Une voix surgit du néant alors que j'essuie mes pinceaux avec un chiffon déjà bariolé.

_ Les ombres sont finement menées.

Je m'immobilise. Une goutte vermeille s'étend sur mon jeans.

_ La structure légèrement bancale. Les couleurs intéressantes, mais trop ternes. Le coup de pinceau un peu maladroit.

Je fais volte-face, surprise. Un garçon-plutôt un jeune homme- me toise. Vingt ans tout au plus. Les traits symétriques, tout de noir vêtu, un sourire étincelant.

_ Je m'appelle Peter, me dit-il en me tendant une main calleuse.

Je l'accepte.

_ Heather.

Son sourire déclenche des étincelles dans mon corps tout entier.

_ Et qui es-tu, Peter? Et pourquoi me donnes-tu un avis aussi critique sur mon travail?

_ Je suis étudiant en photographie. Et... J'aime bien le style de ta peinture. Pas assez assuré à mon goût. Comme quelqu'un qui a peur de sauter dans le grand bain.

Je brandis mon pinceau face à lui.

_ Et pourrais-tu faire mieux, monsieur l'étudiant? La critique est facile quand on n'y connaît rien!

Il éclate de rire. Sa voix est grave, imposante et mature. Mon coeur tambourine lâchement dans ma poitrine.

_ Je te l'ai dit, mon domaine c'est la photo, et j'aime bien ton travail. Je m'y connais un peu en peinture. Entre artistes on se comprend.

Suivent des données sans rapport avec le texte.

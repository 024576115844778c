//! Caller policy over resolved fixes.
//!
//! Policy only labels fixes. It never reorders, merges, or drops them.

use quickfix_fixer_catalog::safety_of;
use quickfix_types::FixSafety;
use quickfix_types::report::FixStatus;

/// Status of a fix with key `fix_id` under allow/deny glob patterns.
///
/// Deny wins over allow; an empty allow list allows everything.
pub fn fix_status(allow: &[String], deny: &[String], fix_id: &str) -> FixStatus {
    if deny.iter().any(|pat| glob_match(pat, fix_id)) {
        return FixStatus::Filtered;
    }
    if !allow.is_empty() && !allow.iter().any(|pat| glob_match(pat, fix_id)) {
        return FixStatus::Filtered;
    }
    FixStatus::Offered
}

/// Safety class used by the apply gate. Keys missing from the catalog are
/// guarded.
pub fn safety_for(fix_id: &str) -> FixSafety {
    safety_of(fix_id).unwrap_or(FixSafety::Guarded)
}

/// `*` matches any run of characters, `?` exactly one.
pub fn glob_match(pat: &str, text: &str) -> bool {
    let p = pat.as_bytes();
    let t = text.as_bytes();
    let mut dp = vec![vec![false; t.len() + 1]; p.len() + 1];
    dp[0][0] = true;

    for i in 1..=p.len() {
        if p[i - 1] == b'*' {
            dp[i][0] = dp[i - 1][0];
        }
    }

    for i in 1..=p.len() {
        for j in 1..=t.len() {
            dp[i][j] = match p[i - 1] {
                b'*' => dp[i - 1][j] || dp[i][j - 1],
                b'?' => dp[i - 1][j - 1],
                c => dp[i - 1][j - 1] && c == t[j - 1],
            };
        }
    }

    dp[p.len()][t.len()]
}

#[cfg(test)]
mod tests {
    use super::*;

    fn pats(items: &[&str]) -> Vec<String> {
        items.iter().map(|s| s.to_string()).collect()
    }

    #[test]
    fn glob_handles_star_and_question() {
        assert!(glob_match("modifier.*", "modifier.add_lateinit"));
        assert!(glob_match("*.remove_*", "argument.remove_spread"));
        assert!(!glob_match("when.?", "when.add_else_branch"));
        assert!(glob_match("type.remove_nullabl?", "type.remove_nullable"));
        assert!(glob_match("*", ""));
    }

    #[test]
    fn deny_beats_allow() {
        let allow = pats(&["modifier.*"]);
        let deny = pats(&["modifier.remove_*"]);
        assert_eq!(fix_status(&allow, &deny, "modifier.add_override"), FixStatus::Offered);
        assert_eq!(fix_status(&allow, &deny, "modifier.remove_open"), FixStatus::Filtered);
        assert_eq!(fix_status(&allow, &deny, "when.add_else_branch"), FixStatus::Filtered);
    }

    #[test]
    fn empty_policy_offers_everything() {
        assert_eq!(fix_status(&[], &[], "anything.at_all"), FixStatus::Offered);
    }

    #[test]
    fn unknown_keys_are_guarded() {
        assert_eq!(safety_for("expression.remove_useless_cast"), FixSafety::Safe);
        assert_eq!(safety_for("no.such_fix"), FixSafety::Guarded);
    }
}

   Contre toute attente il s'en va. Puis revient quelques secondes plus tard, un immense carton qui me parait bien lourd entre les mains. Il le pose puis répète l'opération avec une dizaine d'autres.

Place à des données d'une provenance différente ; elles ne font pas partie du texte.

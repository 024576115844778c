//! Lowering of structural fix actions to byte-range text edits.

use crate::error::{EditError, EditResult};
use quickfix_syntax::ast::{
    AstNode, Declaration, Function, HasModifiers, ValueArgument, WhenExpression,
};
use quickfix_syntax::{Modifier, NodeId, SyntaxKind, SyntaxNode, SyntaxTree, TextRange, Visibility};
use quickfix_types::{FixAction, InsertPosition};

/// Replace `range` of the source with `replacement`.
#[derive(Debug, Clone, PartialEq, Eq)]
pub struct TextEdit {
    pub range: TextRange,
    pub replacement: String,
}

impl TextEdit {
    pub fn replace(range: TextRange, replacement: impl Into<String>) -> Self {
        Self {
            range,
            replacement: replacement.into(),
        }
    }

    pub fn delete(range: TextRange) -> Self {
        Self::replace(range, "")
    }

    pub fn insert(offset: u32, text: impl Into<String>) -> Self {
        Self::replace(TextRange::empty(offset), text)
    }
}

fn node(tree: &SyntaxTree, id: NodeId) -> EditResult<SyntaxNode<'_>> {
    tree.node(id).ok_or(EditError::StaleNode { node: id })
}

fn view<'t, T: AstNode<'t>>(
    tree: &'t SyntaxTree,
    id: NodeId,
    expected: &'static str,
) -> EditResult<T> {
    T::cast(node(tree, id)?).ok_or(EditError::UnexpectedNode { node: id, expected })
}

fn is_whitespace(node: &SyntaxNode<'_>) -> bool {
    node.kind() == SyntaxKind::Whitespace
}

/// End of `node`, extended over one directly following whitespace token.
fn end_with_trailing_ws(node: SyntaxNode<'_>) -> u32 {
    match node.next_sibling() {
        Some(ws) if is_whitespace(&ws) => ws.range().end,
        _ => node.range().end,
    }
}

/// Where a new leading modifier goes: before the first non-trivia child.
fn declaration_start(decl: &Declaration<'_>) -> u32 {
    decl.syntax()
        .first_significant_child()
        .unwrap_or(decl.syntax())
        .range()
        .start
}

fn add_modifier(decl: Declaration<'_>, modifier: Modifier) -> Vec<TextEdit> {
    if decl.has_modifier(modifier) {
        return vec![];
    }
    match decl.modifier_list() {
        Some(list) => vec![TextEdit::insert(
            list.syntax().range().end,
            format!(" {modifier}"),
        )],
        None => vec![TextEdit::insert(
            declaration_start(&decl),
            format!("{modifier} "),
        )],
    }
}

fn remove_modifier(decl: Declaration<'_>, modifier: Modifier) -> EditResult<Vec<TextEdit>> {
    let missing = EditError::MissingModifier {
        declaration: decl.syntax().id(),
        modifier,
    };
    let list = decl.modifier_list().ok_or(missing.clone())?;
    let token = list.token(modifier).ok_or(missing)?;

    // Sole modifier: the list goes, with the space before the keyword.
    if list.syntax().significant_children().count() == 1 {
        let start = list.syntax().range().start;
        let end = end_with_trailing_ws(list.syntax());
        return Ok(vec![TextEdit::delete(TextRange::new(start, end))]);
    }

    let range = match (token.next_sibling(), token.prev_sibling()) {
        (Some(next), _) if is_whitespace(&next) => {
            TextRange::new(token.range().start, next.range().end)
        }
        (_, Some(prev)) if is_whitespace(&prev) => {
            TextRange::new(prev.range().start, token.range().end)
        }
        _ => token.range(),
    };
    Ok(vec![TextEdit::delete(range)])
}

fn set_visibility(decl: Declaration<'_>, visibility: Visibility) -> Vec<TextEdit> {
    let current = decl
        .modifier_list()
        .and_then(|list| list.modifiers().find(|(m, _)| m.visibility().is_some()));
    match current {
        Some((m, _)) if m == visibility.modifier() => vec![],
        Some((_, token)) => vec![TextEdit::replace(token.range(), visibility.as_str())],
        None => vec![TextEdit::insert(
            declaration_start(&decl),
            format!("{visibility} "),
        )],
    }
}

fn remove_node(node: SyntaxNode<'_>) -> TextEdit {
    if node.is_token() {
        return TextEdit::delete(node.range());
    }
    TextEdit::delete(TextRange::new(node.range().start, end_with_trailing_ws(node)))
}

fn remove_range(first: SyntaxNode<'_>, last: SyntaxNode<'_>) -> EditResult<TextEdit> {
    if first.parent() != last.parent() || first.range().start > last.range().end {
        return Err(EditError::UnexpectedNode {
            node: last.id(),
            expected: "a later sibling of the first node",
        });
    }
    let start = match first.prev_sibling() {
        Some(ws) if is_whitespace(&ws) => ws.range().start,
        _ => first.range().start,
    };
    Ok(TextEdit::delete(TextRange::new(start, last.range().end)))
}

fn remove_value_argument(argument: ValueArgument<'_>) -> EditResult<TextEdit> {
    let node = argument.syntax();
    if argument.argument_list().is_none() {
        return Err(EditError::UnexpectedNode {
            node: node.id(),
            expected: "an argument inside an argument list",
        });
    }
    let is_comma = |n: &SyntaxNode<'_>| n.is_token_with(SyntaxKind::Punct, ",");

    let range = if let Some(comma) = node.next_significant_sibling().filter(is_comma) {
        let end = comma
            .next_significant_sibling()
            .map_or(comma.range().end, |n| n.range().start);
        TextRange::new(node.range().start, end)
    } else if let Some(comma) = node.prev_significant_sibling().filter(is_comma) {
        TextRange::new(comma.range().start, node.range().end)
    } else {
        node.range()
    };
    Ok(TextEdit::delete(range))
}

fn replace_with_child(node: SyntaxNode<'_>, child: SyntaxNode<'_>) -> EditResult<TextEdit> {
    if child == node || !child.ancestors().any(|a| a == node) {
        return Err(EditError::UnexpectedNode {
            node: child.id(),
            expected: "a descendant of the replaced node",
        });
    }
    Ok(TextEdit::replace(node.range(), child.text()))
}

fn remove_function_body(function: Function<'_>) -> EditResult<TextEdit> {
    let id = function.syntax().id();
    let body = function.body().ok_or(EditError::UnexpectedNode {
        node: id,
        expected: "a function with a body",
    })?;
    let first = body.first();
    let start = first
        .prev_significant_sibling()
        .map_or(first.range().start, |n| n.range().end);
    Ok(TextEdit::delete(TextRange::new(start, body.last().range().end)))
}

fn move_when_else(when: WhenExpression<'_>) -> EditResult<Vec<TextEdit>> {
    let else_entry = when.else_entry().ok_or(EditError::UnexpectedNode {
        node: when.syntax().id(),
        expected: "a when expression with an else branch",
    })?;
    let Some(last) = when.entries().last() else {
        return Ok(vec![]);
    };
    if last == else_entry {
        return Ok(vec![]);
    }
    let entry = else_entry.syntax();
    Ok(vec![
        remove_node(entry),
        TextEdit::insert(last.syntax().range().end, format!("\n{}", entry.text())),
    ])
}

/// Text edits realizing `action` on `tree`'s source.
///
/// An action that is already satisfied (modifier present, else already last)
/// lowers to no edits.
pub fn lower(tree: &SyntaxTree, action: &FixAction) -> EditResult<Vec<TextEdit>> {
    let edits = match action {
        FixAction::AddModifier {
            declaration,
            modifier,
        } => add_modifier(view(tree, *declaration, "a declaration")?, *modifier),
        FixAction::RemoveModifier {
            declaration,
            modifier,
        } => remove_modifier(view(tree, *declaration, "a declaration")?, *modifier)?,
        FixAction::SetVisibility {
            declaration,
            visibility,
        } => set_visibility(view(tree, *declaration, "a declaration")?, *visibility),
        FixAction::RemoveNode { node: id } => vec![remove_node(node(tree, *id)?)],
        FixAction::RemoveRange { first, last } => {
            vec![remove_range(node(tree, *first)?, node(tree, *last)?)?]
        }
        FixAction::RemoveValueArgument { argument } => {
            vec![remove_value_argument(view(tree, *argument, "a value argument")?)?]
        }
        FixAction::ReplaceWithChild { node: id, child } => {
            vec![replace_with_child(node(tree, *id)?, node(tree, *child)?)?]
        }
        FixAction::ReplaceToken { token, text } => {
            let token_node = node(tree, *token)?;
            if !token_node.is_token() {
                return Err(EditError::UnexpectedNode {
                    node: *token,
                    expected: "a token",
                });
            }
            vec![TextEdit::replace(token_node.range(), text.clone())]
        }
        FixAction::InsertText {
            anchor,
            position,
            text,
        } => {
            let range = node(tree, *anchor)?.range();
            let offset = match position {
                InsertPosition::Before => range.start,
                InsertPosition::After => range.end,
            };
            vec![TextEdit::insert(offset, text.clone())]
        }
        FixAction::RemoveFunctionBody { function } => {
            vec![remove_function_body(view(tree, *function, "a function")?)?]
        }
        FixAction::MoveWhenElseToEnd { when } => {
            move_when_else(view(tree, *when, "a when expression")?)?
        }
        FixAction::WrapInArrayLiteral { expression } => {
            let expr = node(tree, *expression)?;
            if !expr.kind().is_expression() {
                return Err(EditError::UnexpectedNode {
                    node: *expression,
                    expected: "an expression",
                });
            }
            vec![TextEdit::replace(expr.range(), format!("[{}]", expr.text()))]
        }
    };
    Ok(edits)
}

_ Enfin tu n'as qu'à appuyer sur un bouton, j'appelle pas ça un travail de titan!

Il s'arrête, pose son fardeau à terre, m'étudie à la manière d'un peintre, détaillant chaque courbe, chaque creux de mon visage.

_ Tu sais bien, Heather, que c'est bien plus que cela. Ne te fais pas plus étroite d'esprit que tu ne l'es, lâche-t-il après un moment.

  La manière avec laquelle il prononce mon prénom me heurte.
Comme un couchée de soleil. Sur ses lèvres mon prénom m'inonde, comme un rai de lumière.
Je l'observe, muette. Il est vraiment très beau.
Sa beau basanée. Une barbe de trois jours nait sur son menton. Ses yeux noisette me transpercent.

_ Bon? Tu vas m'observer pendant longtemps ou tu vas venir m'aider?

Je mets fin à ma rêverie et viens lui apporter mon soutien.

_ Dis-moi, Heather, est-ce-que tu saurais, par un heureux hasard, où je pourrais poser tout ce bric-à-brac?

Sa voix a quelque chose d'envoutant. Son timbre grave est charmant. Il m'observe avec application.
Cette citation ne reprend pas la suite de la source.